◆ **Directions for this task**:
Lines with "TeacherSummary" in them are to be located in the listing below and copied.

* * *

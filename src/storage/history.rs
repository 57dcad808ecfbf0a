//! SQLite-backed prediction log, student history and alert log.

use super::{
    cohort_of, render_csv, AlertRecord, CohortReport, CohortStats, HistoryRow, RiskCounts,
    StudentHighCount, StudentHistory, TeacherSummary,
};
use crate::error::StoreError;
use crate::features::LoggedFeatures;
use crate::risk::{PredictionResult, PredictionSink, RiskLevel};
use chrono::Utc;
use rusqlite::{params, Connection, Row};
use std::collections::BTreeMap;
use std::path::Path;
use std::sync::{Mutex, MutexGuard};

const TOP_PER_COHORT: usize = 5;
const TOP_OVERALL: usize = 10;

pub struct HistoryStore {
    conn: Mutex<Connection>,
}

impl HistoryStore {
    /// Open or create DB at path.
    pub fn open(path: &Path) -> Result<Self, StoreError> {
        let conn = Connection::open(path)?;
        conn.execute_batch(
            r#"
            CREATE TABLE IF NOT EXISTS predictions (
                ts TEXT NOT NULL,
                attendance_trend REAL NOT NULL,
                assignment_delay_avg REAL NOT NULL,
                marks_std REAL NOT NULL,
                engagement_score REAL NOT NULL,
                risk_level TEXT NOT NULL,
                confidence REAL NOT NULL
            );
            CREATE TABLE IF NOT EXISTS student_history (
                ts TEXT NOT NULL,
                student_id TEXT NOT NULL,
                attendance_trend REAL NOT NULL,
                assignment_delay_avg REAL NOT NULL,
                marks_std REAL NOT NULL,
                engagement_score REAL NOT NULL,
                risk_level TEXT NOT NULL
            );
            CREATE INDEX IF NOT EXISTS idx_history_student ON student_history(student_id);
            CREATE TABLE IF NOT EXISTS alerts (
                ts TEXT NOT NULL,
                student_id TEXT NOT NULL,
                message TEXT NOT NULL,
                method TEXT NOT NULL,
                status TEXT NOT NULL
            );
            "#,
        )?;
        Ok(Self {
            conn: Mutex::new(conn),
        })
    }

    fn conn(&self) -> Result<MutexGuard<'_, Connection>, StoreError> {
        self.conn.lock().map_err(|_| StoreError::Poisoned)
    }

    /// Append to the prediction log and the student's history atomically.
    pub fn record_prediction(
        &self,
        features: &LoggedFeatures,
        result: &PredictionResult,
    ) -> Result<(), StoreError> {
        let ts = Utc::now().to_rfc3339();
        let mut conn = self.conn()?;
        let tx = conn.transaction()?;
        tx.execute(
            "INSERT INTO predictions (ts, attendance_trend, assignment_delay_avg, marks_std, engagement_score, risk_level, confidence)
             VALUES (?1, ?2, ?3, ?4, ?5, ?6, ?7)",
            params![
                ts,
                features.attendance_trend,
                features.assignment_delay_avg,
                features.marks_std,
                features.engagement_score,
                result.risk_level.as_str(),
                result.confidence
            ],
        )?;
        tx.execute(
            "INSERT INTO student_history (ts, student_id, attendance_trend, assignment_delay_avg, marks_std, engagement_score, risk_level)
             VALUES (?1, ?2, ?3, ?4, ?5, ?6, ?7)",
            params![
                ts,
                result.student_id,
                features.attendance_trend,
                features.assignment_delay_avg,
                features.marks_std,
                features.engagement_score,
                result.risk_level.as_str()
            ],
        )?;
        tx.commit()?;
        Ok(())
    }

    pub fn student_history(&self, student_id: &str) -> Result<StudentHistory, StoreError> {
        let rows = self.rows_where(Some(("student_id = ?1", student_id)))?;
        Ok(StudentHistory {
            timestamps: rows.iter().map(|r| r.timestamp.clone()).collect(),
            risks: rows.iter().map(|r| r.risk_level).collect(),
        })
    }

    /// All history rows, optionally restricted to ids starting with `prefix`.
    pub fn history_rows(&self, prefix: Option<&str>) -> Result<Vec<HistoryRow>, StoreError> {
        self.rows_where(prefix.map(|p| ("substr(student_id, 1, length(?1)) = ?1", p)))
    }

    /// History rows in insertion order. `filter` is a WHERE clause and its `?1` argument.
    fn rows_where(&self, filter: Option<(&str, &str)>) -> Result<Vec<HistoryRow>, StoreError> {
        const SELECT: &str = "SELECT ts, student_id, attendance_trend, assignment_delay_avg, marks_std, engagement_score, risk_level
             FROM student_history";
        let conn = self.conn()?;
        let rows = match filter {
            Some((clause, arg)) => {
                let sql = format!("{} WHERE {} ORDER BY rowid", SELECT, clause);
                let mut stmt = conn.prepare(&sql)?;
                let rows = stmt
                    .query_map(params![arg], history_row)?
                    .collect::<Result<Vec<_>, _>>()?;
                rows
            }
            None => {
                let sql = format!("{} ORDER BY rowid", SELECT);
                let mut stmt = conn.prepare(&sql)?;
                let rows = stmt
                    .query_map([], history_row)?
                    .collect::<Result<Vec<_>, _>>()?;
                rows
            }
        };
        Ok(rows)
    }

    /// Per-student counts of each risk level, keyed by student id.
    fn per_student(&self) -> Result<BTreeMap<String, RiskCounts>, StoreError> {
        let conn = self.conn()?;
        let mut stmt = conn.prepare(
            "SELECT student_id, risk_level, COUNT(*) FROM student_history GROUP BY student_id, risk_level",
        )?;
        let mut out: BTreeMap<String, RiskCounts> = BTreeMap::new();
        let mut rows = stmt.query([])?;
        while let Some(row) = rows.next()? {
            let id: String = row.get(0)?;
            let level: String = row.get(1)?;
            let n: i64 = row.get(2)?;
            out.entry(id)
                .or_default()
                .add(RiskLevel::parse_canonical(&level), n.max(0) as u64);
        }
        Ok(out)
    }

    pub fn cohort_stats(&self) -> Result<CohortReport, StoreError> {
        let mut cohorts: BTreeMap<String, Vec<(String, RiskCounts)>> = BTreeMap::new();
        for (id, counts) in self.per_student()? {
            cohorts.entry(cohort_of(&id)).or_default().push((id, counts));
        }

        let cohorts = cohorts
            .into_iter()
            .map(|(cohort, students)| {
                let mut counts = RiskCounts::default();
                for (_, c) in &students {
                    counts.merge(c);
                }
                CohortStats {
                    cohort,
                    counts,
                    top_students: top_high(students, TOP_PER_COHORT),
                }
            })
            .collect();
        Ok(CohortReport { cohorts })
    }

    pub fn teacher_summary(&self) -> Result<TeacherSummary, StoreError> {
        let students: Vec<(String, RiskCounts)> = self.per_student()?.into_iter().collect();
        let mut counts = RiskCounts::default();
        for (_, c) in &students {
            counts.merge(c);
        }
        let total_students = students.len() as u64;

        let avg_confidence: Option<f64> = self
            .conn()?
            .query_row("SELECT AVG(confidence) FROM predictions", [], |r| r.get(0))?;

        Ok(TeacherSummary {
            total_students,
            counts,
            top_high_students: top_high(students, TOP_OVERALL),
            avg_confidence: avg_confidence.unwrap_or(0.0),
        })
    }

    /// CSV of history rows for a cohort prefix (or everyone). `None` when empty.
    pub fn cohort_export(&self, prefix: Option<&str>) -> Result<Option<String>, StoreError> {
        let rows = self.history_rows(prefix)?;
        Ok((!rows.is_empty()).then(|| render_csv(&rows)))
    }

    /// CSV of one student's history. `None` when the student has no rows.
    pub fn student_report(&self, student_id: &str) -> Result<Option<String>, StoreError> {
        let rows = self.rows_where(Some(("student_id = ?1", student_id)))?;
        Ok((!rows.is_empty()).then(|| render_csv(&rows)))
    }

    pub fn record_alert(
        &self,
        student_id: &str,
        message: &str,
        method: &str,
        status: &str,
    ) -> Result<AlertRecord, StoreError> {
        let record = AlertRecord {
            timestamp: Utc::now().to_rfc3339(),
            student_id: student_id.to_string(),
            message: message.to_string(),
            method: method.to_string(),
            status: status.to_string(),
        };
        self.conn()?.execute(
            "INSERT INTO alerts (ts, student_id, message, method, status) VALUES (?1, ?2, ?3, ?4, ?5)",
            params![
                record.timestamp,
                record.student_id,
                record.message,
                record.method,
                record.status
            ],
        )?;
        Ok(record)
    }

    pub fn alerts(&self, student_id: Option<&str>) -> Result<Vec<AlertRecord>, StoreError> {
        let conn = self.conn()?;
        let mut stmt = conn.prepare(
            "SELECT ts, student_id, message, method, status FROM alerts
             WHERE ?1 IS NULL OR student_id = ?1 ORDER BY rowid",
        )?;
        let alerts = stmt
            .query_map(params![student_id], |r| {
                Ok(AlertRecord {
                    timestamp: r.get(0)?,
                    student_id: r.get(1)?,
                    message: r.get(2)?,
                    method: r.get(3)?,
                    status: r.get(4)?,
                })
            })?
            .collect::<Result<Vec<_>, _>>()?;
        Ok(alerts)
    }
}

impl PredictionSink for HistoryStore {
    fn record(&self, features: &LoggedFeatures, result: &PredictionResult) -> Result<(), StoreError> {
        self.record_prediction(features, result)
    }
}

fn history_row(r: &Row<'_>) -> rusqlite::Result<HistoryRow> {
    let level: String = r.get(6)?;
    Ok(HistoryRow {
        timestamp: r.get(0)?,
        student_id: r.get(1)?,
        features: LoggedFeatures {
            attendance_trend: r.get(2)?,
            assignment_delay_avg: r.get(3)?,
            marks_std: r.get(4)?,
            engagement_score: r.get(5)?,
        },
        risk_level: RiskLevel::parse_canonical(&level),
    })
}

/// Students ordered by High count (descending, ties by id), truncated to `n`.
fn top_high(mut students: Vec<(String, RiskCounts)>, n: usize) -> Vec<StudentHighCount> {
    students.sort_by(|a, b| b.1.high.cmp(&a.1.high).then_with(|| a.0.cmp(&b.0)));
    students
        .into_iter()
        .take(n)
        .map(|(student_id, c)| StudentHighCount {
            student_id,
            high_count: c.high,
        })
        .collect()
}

* * *

◆ **Task output**:
    StudentHighCount, StudentHistory, TeacherSummary,
    pub fn teacher_summary(&self) -> Result<TeacherSummary, StoreError> {
        Ok(TeacherSummary {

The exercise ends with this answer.